Data records:

::::

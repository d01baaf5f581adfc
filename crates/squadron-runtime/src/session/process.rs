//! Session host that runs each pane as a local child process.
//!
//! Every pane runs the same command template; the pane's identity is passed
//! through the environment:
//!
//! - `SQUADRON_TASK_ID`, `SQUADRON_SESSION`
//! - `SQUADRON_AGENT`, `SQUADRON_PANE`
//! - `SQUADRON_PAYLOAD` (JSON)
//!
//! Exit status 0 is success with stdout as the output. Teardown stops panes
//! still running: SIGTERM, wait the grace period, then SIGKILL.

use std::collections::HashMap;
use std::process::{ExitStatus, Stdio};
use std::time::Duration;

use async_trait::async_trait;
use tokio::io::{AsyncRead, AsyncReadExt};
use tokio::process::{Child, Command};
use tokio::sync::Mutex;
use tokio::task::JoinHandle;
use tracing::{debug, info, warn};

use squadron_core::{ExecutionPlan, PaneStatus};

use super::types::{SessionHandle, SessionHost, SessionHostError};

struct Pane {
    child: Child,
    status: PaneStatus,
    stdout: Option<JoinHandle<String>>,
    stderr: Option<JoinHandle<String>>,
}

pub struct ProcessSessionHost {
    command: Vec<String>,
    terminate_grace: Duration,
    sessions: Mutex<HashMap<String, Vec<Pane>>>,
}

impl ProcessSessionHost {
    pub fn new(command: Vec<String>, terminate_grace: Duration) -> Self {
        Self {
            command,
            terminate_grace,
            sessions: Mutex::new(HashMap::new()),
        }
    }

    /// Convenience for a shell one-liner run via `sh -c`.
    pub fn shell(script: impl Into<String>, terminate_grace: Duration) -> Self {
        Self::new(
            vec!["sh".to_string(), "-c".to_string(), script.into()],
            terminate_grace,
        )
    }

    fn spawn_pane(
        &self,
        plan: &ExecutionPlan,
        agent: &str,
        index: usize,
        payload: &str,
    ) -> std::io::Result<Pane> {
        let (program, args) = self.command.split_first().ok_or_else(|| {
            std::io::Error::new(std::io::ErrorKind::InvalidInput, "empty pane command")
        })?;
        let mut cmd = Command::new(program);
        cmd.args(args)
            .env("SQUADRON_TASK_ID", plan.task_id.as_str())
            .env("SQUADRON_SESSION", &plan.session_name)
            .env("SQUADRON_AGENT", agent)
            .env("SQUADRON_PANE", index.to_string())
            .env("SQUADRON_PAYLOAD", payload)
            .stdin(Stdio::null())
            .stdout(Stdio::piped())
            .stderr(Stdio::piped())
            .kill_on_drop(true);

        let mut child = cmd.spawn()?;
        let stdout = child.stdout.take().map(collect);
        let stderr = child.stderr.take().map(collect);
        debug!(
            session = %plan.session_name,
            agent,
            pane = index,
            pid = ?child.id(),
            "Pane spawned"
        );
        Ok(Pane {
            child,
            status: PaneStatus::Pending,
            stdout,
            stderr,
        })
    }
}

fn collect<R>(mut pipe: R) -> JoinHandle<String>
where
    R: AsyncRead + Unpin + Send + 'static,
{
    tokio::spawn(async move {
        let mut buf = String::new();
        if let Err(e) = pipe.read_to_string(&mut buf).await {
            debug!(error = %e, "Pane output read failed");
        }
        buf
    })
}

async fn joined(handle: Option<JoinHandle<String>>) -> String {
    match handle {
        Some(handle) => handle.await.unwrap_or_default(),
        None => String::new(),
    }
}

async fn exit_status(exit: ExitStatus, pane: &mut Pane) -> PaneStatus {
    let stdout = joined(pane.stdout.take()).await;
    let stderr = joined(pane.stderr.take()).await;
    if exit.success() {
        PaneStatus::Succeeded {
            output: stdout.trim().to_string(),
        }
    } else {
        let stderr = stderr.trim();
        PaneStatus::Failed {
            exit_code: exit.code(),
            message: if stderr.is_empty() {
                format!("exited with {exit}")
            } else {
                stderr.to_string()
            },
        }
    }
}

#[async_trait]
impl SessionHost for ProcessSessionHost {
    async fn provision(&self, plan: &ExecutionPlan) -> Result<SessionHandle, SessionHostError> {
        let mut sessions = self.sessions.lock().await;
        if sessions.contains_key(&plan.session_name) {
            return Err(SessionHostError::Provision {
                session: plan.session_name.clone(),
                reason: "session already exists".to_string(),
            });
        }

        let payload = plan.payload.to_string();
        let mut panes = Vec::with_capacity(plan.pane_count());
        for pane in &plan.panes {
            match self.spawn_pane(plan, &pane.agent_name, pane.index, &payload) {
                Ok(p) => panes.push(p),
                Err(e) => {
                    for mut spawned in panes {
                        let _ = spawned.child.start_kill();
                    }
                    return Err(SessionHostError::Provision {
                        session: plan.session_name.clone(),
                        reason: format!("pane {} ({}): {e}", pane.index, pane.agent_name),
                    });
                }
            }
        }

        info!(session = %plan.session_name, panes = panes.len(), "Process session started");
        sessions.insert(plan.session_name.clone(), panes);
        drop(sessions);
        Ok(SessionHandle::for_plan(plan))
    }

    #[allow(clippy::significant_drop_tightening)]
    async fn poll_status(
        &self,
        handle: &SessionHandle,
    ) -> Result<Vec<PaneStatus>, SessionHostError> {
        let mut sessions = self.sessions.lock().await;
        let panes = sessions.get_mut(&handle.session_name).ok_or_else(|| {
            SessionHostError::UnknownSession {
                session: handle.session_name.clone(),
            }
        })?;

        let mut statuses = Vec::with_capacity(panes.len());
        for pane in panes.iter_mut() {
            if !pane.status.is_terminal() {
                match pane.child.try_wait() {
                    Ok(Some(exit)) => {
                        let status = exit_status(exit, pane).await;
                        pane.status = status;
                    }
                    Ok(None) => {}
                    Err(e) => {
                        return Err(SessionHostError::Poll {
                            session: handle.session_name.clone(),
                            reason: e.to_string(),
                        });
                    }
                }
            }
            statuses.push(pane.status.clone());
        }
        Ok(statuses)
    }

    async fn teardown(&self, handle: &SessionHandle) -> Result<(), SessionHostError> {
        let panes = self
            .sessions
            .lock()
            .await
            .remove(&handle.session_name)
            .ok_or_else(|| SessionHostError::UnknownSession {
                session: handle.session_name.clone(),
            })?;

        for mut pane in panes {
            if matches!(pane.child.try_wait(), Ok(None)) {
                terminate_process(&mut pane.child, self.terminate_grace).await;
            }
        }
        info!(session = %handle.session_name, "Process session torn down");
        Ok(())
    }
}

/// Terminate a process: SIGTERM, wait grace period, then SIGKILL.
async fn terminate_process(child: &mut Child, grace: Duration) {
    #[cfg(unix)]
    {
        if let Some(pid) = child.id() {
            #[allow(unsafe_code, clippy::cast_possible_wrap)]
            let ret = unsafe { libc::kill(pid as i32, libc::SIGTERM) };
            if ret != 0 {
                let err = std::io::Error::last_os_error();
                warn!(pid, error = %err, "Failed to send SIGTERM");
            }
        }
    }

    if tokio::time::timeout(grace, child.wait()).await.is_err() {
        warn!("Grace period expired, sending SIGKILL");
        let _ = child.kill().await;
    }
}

::::

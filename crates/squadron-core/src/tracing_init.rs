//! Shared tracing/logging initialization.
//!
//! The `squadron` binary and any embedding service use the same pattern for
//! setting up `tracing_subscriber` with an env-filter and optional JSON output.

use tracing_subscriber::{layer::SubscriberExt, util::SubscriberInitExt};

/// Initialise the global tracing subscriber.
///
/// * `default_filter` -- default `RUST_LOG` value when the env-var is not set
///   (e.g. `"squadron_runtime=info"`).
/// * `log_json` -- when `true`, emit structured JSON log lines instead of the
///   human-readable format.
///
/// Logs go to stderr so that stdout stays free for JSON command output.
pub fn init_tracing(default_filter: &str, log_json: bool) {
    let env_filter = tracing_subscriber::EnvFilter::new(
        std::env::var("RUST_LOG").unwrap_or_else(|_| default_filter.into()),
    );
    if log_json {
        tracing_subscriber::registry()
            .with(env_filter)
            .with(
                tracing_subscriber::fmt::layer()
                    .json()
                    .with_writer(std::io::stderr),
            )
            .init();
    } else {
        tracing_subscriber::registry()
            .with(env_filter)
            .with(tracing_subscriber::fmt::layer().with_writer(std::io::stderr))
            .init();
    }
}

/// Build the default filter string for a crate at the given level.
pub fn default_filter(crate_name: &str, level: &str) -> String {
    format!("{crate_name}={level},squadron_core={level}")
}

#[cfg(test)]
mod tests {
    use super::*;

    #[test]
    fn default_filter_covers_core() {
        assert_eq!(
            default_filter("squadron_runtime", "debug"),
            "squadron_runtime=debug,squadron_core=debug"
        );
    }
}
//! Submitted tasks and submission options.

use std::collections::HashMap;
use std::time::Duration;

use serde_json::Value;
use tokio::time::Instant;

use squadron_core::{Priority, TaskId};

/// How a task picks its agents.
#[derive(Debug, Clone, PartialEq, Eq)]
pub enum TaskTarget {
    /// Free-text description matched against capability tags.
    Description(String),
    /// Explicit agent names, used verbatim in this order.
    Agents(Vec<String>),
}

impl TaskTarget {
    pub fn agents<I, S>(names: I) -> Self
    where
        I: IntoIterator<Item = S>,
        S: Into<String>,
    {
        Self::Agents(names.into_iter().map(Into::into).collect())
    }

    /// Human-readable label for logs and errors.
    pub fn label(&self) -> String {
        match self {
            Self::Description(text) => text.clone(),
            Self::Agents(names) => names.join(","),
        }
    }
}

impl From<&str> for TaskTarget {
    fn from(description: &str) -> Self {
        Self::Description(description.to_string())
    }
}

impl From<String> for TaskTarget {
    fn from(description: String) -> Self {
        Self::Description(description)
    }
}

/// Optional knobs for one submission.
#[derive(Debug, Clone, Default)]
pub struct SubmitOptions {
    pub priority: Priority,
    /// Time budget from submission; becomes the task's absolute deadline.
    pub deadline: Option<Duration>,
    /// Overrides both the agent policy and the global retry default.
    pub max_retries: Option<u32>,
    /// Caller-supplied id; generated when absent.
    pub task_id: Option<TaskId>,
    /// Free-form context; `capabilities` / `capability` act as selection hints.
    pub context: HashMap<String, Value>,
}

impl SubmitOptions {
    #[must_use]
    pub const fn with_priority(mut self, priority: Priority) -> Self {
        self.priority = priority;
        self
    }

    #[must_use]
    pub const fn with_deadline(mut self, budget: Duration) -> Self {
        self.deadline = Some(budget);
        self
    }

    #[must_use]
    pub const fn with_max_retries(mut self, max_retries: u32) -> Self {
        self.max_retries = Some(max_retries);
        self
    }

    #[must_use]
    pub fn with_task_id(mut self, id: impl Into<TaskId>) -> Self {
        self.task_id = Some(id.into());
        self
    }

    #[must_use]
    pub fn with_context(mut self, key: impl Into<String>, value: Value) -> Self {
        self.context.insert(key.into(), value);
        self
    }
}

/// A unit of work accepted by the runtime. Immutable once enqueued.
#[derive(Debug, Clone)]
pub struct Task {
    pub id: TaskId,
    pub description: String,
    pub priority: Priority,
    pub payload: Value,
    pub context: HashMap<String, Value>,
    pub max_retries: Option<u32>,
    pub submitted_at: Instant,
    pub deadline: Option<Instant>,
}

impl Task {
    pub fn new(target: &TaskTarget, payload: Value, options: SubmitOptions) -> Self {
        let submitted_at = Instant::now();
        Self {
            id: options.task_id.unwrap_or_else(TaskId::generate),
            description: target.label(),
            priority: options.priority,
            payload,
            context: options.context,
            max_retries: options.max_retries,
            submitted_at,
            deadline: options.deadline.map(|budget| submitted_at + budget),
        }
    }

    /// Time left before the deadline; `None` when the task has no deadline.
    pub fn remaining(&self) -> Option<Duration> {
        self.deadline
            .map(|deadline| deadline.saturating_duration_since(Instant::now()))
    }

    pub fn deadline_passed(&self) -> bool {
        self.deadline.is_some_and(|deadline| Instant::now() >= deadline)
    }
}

::::

Your objective:
Please give back exactly the lines of the listing above that run from the one containing "against capability tags." through the one containing "fn from(description: &str)", and only those.

Reply:
    /// Free-text description matched against capability tags.
    Description(String),
    /// Explicit agent names, used verbatim in this order.
    Agents(Vec<String>),
}

impl TaskTarget {
    pub fn agents<I, S>(names: I) -> Self
    where
        I: IntoIterator<Item = S>,
        S: Into<String>,
    {
        Self::Agents(names.into_iter().map(Into::into).collect())
    }

    /// Human-readable label for logs and errors.
    pub fn label(&self) -> String {
        match self {
            Self::Description(text) => text.clone(),
            Self::Agents(names) => names.join(","),
        }
    }
}

impl From<&str> for TaskTarget {
    fn from(description: &str) -> Self {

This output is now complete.